**AVAILABLE DATA:**
##########
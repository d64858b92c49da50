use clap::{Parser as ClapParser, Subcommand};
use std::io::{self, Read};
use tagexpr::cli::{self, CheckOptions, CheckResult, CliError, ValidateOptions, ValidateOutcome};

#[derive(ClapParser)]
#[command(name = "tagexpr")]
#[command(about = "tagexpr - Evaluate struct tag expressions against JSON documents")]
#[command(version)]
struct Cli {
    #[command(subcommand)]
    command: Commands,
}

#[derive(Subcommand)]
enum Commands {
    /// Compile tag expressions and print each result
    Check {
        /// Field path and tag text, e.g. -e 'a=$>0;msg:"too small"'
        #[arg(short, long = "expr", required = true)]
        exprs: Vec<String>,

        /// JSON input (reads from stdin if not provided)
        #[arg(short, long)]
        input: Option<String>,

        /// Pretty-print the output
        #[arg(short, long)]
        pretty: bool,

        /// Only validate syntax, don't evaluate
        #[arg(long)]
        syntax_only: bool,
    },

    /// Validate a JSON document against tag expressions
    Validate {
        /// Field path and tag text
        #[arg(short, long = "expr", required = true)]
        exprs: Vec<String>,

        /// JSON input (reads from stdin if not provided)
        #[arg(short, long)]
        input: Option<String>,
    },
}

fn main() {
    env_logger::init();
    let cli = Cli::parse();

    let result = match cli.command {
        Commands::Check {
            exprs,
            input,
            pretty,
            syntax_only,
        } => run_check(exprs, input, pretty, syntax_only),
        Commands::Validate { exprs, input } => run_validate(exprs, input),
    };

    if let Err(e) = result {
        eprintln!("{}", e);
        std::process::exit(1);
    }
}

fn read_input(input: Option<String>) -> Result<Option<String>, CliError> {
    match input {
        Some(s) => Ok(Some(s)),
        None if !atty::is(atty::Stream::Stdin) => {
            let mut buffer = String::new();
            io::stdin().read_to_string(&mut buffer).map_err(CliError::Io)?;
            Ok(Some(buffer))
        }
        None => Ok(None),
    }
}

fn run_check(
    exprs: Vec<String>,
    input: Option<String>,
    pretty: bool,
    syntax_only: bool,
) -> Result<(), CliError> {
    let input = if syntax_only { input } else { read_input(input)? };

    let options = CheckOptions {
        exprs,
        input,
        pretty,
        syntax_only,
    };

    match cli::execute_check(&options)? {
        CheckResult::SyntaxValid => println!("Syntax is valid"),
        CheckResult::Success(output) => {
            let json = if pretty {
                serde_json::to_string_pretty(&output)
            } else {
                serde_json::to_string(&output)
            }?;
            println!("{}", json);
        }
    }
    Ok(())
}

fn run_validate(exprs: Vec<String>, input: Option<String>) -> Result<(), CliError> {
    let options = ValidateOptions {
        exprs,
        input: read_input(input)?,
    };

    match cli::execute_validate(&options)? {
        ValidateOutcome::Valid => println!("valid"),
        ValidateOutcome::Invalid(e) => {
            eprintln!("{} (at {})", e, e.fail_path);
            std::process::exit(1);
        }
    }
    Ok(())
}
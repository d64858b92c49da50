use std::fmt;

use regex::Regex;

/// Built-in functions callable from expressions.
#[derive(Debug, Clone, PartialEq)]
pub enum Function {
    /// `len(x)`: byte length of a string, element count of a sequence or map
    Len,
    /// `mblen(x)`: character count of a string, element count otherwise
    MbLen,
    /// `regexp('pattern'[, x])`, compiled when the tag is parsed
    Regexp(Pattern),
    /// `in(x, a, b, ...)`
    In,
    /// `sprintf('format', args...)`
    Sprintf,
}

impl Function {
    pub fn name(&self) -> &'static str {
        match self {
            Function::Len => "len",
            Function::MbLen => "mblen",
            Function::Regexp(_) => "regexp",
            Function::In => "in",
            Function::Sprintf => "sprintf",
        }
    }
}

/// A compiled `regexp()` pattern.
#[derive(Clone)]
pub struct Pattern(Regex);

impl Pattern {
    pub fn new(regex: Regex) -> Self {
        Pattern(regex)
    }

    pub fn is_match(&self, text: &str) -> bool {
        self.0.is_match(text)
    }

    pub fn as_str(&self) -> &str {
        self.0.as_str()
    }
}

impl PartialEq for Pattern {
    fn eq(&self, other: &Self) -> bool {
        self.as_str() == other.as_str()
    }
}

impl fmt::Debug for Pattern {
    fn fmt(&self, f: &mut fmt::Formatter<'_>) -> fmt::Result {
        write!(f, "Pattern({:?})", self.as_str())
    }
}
##########
Set down the lines of the listing word for word, from its first line through the line containing "#[arg(long)]". Both of those lines belong in the answer, and no others do.

**EXERCISE RESPONSE:**
repository d64858b92c49da50
use clap::{Parser as ClapParser, Subcommand};
use std::io::{self, Read};
use tagexpr::cli::{self, CheckOptions, CheckResult, CliError, ValidateOptions, ValidateOutcome};

#[derive(ClapParser)]
#[command(name = "tagexpr")]
#[command(about = "tagexpr - Evaluate struct tag expressions against JSON documents")]
#[command(version)]
struct Cli {
    #[command(subcommand)]
    command: Commands,
}

#[derive(Subcommand)]
enum Commands {
    /// Compile tag expressions and print each result
    Check {
        /// Field path and tag text, e.g. -e 'a=$>0;msg:"too small"'
        #[arg(short, long = "expr", required = true)]
        exprs: Vec<String>,

        /// JSON input (reads from stdin if not provided)
        #[arg(short, long)]
        input: Option<String>,

        /// Pretty-print the output
        #[arg(short, long)]
        pretty: bool,

        /// Only validate syntax, don't evaluate
        #[arg(long)]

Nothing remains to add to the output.